WHAT YOU HAVE TO DO: Return every line of the entries that includes the word "Copy".

DATA EXTRACT:
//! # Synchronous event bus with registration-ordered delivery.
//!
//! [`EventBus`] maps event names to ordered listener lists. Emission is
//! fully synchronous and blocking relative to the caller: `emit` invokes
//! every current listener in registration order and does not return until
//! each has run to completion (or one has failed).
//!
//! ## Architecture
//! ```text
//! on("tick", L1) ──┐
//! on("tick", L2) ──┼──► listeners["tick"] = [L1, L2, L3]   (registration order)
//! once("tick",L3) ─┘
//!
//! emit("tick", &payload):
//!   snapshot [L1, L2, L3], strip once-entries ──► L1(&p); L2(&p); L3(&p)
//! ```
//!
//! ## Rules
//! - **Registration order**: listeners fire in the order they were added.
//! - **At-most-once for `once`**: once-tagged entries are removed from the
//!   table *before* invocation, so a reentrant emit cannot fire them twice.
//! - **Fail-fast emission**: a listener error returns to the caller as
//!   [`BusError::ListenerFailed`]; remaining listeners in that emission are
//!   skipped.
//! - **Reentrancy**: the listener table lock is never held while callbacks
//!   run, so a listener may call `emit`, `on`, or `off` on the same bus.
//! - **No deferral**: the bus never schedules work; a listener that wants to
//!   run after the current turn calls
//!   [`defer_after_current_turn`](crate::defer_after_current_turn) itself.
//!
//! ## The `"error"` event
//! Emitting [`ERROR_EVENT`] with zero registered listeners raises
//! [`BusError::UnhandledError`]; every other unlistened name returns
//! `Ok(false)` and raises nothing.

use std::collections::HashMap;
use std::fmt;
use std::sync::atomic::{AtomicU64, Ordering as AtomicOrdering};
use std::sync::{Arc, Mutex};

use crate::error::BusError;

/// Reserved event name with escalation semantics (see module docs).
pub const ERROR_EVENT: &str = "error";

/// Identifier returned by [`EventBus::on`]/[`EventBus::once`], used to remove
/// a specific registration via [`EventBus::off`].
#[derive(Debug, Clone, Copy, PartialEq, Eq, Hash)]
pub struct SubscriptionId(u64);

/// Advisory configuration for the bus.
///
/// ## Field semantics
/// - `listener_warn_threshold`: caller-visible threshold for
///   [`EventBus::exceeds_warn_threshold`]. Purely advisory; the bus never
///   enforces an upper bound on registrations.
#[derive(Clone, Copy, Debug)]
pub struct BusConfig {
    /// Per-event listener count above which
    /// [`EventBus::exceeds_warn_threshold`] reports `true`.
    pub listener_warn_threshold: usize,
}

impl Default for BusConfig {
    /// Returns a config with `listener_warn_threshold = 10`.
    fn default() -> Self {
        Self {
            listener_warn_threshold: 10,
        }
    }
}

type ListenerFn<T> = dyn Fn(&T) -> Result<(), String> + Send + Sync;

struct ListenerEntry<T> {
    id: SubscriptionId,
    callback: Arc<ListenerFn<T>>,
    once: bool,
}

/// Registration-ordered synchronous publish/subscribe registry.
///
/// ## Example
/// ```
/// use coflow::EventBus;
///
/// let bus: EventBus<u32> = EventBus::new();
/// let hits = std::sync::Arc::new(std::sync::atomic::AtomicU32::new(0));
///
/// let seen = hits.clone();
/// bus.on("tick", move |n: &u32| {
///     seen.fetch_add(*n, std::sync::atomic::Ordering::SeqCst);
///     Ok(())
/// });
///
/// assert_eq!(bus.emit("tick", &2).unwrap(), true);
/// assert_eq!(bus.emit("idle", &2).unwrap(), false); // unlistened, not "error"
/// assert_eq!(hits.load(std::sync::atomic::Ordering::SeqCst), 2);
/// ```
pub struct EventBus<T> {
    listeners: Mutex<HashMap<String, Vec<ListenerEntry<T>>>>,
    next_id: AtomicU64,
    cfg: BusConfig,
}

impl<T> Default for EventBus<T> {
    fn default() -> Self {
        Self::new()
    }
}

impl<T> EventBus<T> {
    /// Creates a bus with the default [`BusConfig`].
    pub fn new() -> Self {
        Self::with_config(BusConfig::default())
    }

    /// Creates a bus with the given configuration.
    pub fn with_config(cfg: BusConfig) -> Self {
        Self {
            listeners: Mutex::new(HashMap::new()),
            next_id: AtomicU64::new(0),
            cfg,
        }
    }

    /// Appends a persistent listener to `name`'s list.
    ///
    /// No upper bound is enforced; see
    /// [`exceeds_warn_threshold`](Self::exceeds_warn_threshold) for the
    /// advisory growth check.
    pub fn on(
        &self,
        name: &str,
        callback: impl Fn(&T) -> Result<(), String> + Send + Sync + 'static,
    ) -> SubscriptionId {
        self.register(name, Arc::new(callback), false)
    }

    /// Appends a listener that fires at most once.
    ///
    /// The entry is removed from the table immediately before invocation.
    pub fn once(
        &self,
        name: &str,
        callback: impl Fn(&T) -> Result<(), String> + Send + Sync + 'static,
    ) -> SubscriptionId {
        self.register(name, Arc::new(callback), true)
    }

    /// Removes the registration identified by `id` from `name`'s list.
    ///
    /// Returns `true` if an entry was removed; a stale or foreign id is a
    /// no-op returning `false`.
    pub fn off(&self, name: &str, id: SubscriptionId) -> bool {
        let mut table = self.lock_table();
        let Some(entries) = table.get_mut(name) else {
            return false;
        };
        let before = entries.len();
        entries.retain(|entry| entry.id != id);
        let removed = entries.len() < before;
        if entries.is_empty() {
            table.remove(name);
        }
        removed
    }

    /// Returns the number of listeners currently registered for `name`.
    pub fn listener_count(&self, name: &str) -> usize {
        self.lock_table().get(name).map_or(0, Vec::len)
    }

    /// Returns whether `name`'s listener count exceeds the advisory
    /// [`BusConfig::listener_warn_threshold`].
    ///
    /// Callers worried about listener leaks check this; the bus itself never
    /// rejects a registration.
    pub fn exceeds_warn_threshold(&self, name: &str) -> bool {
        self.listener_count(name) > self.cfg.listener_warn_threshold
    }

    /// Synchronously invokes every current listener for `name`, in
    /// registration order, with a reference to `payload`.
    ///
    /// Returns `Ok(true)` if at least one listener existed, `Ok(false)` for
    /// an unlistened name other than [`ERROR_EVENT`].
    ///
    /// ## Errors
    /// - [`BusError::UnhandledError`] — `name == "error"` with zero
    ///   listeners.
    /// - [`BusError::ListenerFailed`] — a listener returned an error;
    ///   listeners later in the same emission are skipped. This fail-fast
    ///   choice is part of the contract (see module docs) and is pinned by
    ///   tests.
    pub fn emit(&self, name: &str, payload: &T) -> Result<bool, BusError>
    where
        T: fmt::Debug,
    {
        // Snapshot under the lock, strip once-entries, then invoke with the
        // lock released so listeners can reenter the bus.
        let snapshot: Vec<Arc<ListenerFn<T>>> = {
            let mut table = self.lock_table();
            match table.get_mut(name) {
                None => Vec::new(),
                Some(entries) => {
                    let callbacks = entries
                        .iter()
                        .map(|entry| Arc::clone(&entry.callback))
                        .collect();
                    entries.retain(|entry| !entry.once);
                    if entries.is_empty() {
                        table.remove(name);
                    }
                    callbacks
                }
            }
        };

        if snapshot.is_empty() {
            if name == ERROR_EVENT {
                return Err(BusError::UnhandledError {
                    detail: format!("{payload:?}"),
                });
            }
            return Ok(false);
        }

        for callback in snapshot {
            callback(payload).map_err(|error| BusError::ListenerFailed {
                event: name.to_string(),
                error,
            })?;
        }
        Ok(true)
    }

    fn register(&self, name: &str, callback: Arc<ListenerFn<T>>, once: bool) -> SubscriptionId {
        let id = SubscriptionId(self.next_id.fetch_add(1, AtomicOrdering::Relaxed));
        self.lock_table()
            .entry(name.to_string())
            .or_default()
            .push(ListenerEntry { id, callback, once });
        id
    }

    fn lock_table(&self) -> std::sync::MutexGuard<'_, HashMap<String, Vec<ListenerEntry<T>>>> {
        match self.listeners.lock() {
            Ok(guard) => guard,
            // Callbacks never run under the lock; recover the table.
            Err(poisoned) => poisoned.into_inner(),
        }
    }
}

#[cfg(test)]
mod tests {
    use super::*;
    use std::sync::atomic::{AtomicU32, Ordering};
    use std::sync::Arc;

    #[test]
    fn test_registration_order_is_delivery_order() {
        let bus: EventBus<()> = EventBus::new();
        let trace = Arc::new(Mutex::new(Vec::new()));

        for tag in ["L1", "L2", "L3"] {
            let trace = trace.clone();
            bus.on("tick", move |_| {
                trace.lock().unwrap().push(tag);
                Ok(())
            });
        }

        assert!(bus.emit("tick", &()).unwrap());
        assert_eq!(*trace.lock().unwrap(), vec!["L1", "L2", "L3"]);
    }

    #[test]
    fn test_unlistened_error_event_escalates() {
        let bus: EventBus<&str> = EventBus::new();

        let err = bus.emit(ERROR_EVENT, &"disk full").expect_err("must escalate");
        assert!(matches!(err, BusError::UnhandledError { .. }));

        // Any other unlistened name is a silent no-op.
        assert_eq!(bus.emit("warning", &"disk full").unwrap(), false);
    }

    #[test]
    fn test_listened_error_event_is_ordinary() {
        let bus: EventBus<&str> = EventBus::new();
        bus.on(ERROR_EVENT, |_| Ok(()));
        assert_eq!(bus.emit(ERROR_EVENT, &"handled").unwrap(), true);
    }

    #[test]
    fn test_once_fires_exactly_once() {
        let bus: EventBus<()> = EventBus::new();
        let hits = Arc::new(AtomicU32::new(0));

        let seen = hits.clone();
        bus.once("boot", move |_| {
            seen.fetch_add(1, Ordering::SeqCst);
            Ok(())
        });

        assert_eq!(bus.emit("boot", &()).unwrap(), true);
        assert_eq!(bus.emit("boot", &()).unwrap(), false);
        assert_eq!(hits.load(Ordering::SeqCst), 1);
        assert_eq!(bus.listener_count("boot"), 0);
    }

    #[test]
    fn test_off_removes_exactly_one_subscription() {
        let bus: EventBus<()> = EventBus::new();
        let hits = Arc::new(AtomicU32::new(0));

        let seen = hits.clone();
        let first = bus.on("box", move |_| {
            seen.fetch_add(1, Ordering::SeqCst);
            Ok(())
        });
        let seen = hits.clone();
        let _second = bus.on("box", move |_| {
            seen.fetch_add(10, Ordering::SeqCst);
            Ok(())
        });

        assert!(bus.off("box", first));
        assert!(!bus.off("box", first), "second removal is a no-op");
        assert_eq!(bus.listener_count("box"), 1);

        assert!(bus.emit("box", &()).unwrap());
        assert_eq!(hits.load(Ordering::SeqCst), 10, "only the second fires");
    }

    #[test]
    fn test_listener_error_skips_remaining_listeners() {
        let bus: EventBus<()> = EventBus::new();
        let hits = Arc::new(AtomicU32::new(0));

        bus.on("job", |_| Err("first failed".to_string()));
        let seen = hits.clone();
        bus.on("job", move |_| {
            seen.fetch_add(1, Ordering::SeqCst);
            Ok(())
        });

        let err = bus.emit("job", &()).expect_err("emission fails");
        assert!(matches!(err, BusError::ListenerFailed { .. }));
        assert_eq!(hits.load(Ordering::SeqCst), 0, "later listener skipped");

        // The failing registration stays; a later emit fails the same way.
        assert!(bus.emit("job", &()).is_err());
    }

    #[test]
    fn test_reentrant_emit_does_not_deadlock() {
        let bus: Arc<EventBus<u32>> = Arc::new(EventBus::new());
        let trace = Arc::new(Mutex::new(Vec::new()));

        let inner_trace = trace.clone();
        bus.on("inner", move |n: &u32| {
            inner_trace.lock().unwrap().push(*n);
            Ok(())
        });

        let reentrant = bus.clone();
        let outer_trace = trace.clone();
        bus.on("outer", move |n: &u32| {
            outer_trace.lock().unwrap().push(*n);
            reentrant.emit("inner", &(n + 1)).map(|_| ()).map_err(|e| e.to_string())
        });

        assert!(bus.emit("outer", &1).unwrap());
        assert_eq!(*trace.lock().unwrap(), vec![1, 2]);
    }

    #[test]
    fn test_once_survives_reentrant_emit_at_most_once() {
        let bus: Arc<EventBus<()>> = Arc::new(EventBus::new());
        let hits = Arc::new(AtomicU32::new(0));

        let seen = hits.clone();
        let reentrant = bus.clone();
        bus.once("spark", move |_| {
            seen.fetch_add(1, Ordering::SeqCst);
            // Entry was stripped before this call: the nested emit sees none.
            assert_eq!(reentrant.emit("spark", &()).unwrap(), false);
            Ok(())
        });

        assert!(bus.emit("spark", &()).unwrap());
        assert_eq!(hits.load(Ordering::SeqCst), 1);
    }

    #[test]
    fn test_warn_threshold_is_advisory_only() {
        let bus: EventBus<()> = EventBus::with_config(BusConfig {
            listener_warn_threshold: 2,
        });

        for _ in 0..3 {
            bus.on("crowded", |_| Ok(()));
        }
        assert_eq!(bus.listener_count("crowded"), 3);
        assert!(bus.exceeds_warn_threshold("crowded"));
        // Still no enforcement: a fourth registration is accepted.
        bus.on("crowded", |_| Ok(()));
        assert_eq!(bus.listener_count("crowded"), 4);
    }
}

RESPONSE AREA:
#[derive(Debug, Clone, Copy, PartialEq, Eq, Hash)]
#[derive(Clone, Copy, Debug)]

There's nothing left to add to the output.